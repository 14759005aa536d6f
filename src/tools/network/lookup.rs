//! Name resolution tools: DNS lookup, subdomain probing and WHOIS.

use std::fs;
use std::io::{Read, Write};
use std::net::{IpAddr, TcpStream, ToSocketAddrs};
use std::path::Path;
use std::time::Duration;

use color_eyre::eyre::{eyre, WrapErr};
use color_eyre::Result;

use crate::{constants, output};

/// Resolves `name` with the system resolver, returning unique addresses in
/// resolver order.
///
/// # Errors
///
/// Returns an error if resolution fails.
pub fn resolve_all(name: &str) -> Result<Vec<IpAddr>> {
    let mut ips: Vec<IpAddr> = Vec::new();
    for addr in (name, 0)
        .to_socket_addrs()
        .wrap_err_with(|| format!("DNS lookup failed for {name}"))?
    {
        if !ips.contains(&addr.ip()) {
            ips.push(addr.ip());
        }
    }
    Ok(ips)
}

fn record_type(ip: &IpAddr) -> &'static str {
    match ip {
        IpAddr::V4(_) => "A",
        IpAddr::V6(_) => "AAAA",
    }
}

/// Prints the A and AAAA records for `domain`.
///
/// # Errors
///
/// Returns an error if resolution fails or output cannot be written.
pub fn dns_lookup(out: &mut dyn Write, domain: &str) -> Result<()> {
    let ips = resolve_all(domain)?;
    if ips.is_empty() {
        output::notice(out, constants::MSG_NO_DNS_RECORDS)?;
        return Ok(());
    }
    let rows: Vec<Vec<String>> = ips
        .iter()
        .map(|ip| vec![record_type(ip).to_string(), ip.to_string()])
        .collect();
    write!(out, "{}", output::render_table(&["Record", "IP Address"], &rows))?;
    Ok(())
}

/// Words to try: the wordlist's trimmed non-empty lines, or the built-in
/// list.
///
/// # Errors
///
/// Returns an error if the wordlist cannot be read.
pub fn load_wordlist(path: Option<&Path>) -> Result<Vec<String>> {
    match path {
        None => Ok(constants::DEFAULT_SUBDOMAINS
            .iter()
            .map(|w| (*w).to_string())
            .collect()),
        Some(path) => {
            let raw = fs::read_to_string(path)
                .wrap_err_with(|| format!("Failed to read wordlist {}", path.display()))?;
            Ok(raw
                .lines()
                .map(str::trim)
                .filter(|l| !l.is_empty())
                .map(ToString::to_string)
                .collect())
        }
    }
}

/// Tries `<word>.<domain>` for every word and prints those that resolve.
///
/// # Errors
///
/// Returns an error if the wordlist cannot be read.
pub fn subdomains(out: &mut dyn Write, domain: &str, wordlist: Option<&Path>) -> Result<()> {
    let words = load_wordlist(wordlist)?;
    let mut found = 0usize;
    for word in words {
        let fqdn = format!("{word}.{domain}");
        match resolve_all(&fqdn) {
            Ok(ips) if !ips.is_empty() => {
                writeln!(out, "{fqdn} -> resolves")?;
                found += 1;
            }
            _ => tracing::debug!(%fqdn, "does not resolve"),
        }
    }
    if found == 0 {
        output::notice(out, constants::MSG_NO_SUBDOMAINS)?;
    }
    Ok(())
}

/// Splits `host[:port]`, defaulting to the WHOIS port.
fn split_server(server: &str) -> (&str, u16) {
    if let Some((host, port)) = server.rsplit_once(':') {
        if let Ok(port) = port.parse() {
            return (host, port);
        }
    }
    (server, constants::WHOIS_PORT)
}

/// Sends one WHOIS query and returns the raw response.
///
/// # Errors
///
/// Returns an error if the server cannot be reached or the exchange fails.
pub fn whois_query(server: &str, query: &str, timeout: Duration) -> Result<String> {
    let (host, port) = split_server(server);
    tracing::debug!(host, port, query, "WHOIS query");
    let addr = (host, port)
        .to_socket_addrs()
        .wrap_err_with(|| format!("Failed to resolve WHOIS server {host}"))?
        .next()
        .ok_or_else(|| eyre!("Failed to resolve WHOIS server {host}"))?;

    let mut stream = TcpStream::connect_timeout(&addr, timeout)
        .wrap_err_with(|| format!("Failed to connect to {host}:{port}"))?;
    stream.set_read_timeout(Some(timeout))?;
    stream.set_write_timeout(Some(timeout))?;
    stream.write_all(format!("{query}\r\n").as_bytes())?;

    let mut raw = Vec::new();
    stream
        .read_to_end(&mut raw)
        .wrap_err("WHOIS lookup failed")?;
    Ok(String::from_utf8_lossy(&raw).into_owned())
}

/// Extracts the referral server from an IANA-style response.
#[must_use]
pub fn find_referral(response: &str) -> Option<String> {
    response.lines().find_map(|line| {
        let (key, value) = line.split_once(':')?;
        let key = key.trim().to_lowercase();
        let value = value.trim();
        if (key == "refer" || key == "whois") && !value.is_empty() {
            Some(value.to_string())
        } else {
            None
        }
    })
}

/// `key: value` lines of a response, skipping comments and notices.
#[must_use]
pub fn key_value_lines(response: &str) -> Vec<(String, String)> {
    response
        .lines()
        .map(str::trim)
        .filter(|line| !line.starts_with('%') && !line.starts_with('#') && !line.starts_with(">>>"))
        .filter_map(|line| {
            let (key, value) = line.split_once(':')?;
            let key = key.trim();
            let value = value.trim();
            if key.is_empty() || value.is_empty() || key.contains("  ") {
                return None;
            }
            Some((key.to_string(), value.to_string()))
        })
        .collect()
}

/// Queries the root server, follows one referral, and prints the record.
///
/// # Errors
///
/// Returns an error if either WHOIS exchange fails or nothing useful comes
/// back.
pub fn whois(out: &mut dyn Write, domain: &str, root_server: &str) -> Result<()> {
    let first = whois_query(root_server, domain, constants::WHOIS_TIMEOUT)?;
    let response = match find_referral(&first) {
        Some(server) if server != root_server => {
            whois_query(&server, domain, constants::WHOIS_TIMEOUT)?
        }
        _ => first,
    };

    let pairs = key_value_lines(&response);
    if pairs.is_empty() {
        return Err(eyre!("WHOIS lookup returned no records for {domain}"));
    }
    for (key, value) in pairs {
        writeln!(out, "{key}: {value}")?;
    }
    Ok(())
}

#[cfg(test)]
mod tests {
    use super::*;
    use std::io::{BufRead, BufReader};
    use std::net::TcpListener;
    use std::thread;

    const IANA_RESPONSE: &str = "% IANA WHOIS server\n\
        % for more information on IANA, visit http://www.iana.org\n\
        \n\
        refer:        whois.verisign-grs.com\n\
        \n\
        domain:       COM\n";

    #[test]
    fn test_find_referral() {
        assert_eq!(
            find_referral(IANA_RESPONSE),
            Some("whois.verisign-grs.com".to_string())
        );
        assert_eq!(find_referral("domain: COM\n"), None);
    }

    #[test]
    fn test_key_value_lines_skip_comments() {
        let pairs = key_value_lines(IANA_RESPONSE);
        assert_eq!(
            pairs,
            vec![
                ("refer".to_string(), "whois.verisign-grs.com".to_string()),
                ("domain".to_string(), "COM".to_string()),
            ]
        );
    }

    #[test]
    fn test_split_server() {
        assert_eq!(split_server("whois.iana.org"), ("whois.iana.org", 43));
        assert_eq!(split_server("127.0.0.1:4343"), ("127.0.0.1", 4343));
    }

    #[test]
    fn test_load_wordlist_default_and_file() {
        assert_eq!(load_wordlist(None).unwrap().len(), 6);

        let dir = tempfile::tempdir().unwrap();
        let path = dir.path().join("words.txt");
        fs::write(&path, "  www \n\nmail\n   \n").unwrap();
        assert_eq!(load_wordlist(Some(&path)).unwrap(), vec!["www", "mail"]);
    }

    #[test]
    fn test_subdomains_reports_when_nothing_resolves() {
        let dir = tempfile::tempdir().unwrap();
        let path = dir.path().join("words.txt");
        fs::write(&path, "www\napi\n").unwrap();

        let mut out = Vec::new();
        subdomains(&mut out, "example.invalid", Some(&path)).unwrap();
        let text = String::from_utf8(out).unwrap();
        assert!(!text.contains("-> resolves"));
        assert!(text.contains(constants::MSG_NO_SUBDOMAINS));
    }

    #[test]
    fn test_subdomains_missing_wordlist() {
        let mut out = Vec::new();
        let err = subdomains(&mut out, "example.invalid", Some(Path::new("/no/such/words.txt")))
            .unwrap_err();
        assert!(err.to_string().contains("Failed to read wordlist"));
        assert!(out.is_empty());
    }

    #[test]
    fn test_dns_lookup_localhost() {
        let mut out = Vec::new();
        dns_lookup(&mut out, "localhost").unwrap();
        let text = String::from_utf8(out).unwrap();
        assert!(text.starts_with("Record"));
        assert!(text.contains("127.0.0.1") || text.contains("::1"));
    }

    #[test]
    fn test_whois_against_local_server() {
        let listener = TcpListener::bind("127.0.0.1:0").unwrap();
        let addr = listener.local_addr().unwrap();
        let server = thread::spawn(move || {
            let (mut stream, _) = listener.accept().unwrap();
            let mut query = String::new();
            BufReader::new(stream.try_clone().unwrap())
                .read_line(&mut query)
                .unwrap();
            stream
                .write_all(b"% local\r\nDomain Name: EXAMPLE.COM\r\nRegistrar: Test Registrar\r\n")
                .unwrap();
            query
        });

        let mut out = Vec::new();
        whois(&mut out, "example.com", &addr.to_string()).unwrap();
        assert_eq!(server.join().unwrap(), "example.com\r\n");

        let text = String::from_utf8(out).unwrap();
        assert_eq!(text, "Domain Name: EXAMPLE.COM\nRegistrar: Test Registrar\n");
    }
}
□ □ □ □ □
▶ _Problem requirements_
Search term "resolver": return each line of the data that contains it.

▶ _Result of this exercise_
/// Resolves `name` with the system resolver, returning unique addresses in
/// resolver order.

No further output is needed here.